[Stored items]
────
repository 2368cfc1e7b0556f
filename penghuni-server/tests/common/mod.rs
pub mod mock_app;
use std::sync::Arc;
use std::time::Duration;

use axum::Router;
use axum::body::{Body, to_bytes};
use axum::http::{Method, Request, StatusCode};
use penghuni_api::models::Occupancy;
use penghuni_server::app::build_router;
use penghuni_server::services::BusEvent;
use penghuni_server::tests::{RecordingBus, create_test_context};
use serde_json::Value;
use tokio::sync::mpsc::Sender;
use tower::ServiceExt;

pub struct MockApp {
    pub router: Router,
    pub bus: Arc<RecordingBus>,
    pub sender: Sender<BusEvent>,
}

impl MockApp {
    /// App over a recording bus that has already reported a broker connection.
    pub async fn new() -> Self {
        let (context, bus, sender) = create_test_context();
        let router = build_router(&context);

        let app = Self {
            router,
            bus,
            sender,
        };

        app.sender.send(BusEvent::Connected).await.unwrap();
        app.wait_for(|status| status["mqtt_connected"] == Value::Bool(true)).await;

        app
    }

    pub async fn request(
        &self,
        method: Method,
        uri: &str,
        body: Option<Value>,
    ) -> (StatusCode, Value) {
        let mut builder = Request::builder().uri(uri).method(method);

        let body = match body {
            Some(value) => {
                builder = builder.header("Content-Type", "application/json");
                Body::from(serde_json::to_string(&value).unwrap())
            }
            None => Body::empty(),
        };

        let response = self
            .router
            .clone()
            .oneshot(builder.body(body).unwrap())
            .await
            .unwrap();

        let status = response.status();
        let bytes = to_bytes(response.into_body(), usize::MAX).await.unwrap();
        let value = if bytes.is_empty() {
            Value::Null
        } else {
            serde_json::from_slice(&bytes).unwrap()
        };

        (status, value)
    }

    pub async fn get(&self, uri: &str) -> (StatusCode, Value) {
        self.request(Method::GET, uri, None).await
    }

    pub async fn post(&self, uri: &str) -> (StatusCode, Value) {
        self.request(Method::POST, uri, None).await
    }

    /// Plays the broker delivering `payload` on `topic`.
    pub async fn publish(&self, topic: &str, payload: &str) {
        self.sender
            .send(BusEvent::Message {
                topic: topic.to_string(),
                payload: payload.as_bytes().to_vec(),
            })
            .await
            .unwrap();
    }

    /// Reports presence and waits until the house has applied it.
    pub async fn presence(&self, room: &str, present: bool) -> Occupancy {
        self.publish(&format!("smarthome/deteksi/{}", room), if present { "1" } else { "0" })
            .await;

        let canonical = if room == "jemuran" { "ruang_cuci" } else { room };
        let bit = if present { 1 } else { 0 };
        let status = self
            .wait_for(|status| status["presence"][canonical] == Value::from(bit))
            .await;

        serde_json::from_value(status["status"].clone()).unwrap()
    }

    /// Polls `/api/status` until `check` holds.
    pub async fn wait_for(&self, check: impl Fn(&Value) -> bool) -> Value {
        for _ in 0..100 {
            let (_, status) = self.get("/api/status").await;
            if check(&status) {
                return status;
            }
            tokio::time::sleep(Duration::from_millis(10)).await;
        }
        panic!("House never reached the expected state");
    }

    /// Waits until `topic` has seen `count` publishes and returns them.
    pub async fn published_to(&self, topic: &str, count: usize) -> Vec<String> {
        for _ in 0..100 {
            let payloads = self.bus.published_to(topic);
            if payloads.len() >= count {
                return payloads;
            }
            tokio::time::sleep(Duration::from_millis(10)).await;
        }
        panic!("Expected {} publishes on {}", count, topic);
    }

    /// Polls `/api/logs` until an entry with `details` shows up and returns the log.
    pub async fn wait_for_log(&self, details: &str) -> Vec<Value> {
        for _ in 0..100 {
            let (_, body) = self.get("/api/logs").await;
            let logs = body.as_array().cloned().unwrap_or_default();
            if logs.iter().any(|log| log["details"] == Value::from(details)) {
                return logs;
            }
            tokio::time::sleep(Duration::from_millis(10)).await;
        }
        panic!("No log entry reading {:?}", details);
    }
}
────
What is expected: Please write out, exactly as they appear above, only the lines in the stretch from the line with "pub async fn wait_for(&self, check: impl" through the line with "return payloads;".

Written response:
    pub async fn wait_for(&self, check: impl Fn(&Value) -> bool) -> Value {
        for _ in 0..100 {
            let (_, status) = self.get("/api/status").await;
            if check(&status) {
                return status;
            }
            tokio::time::sleep(Duration::from_millis(10)).await;
        }
        panic!("House never reached the expected state");
    }

    /// Waits until `topic` has seen `count` publishes and returns them.
    pub async fn published_to(&self, topic: &str, count: usize) -> Vec<String> {
        for _ in 0..100 {
            let payloads = self.bus.published_to(topic);
            if payloads.len() >= count {
                return payloads;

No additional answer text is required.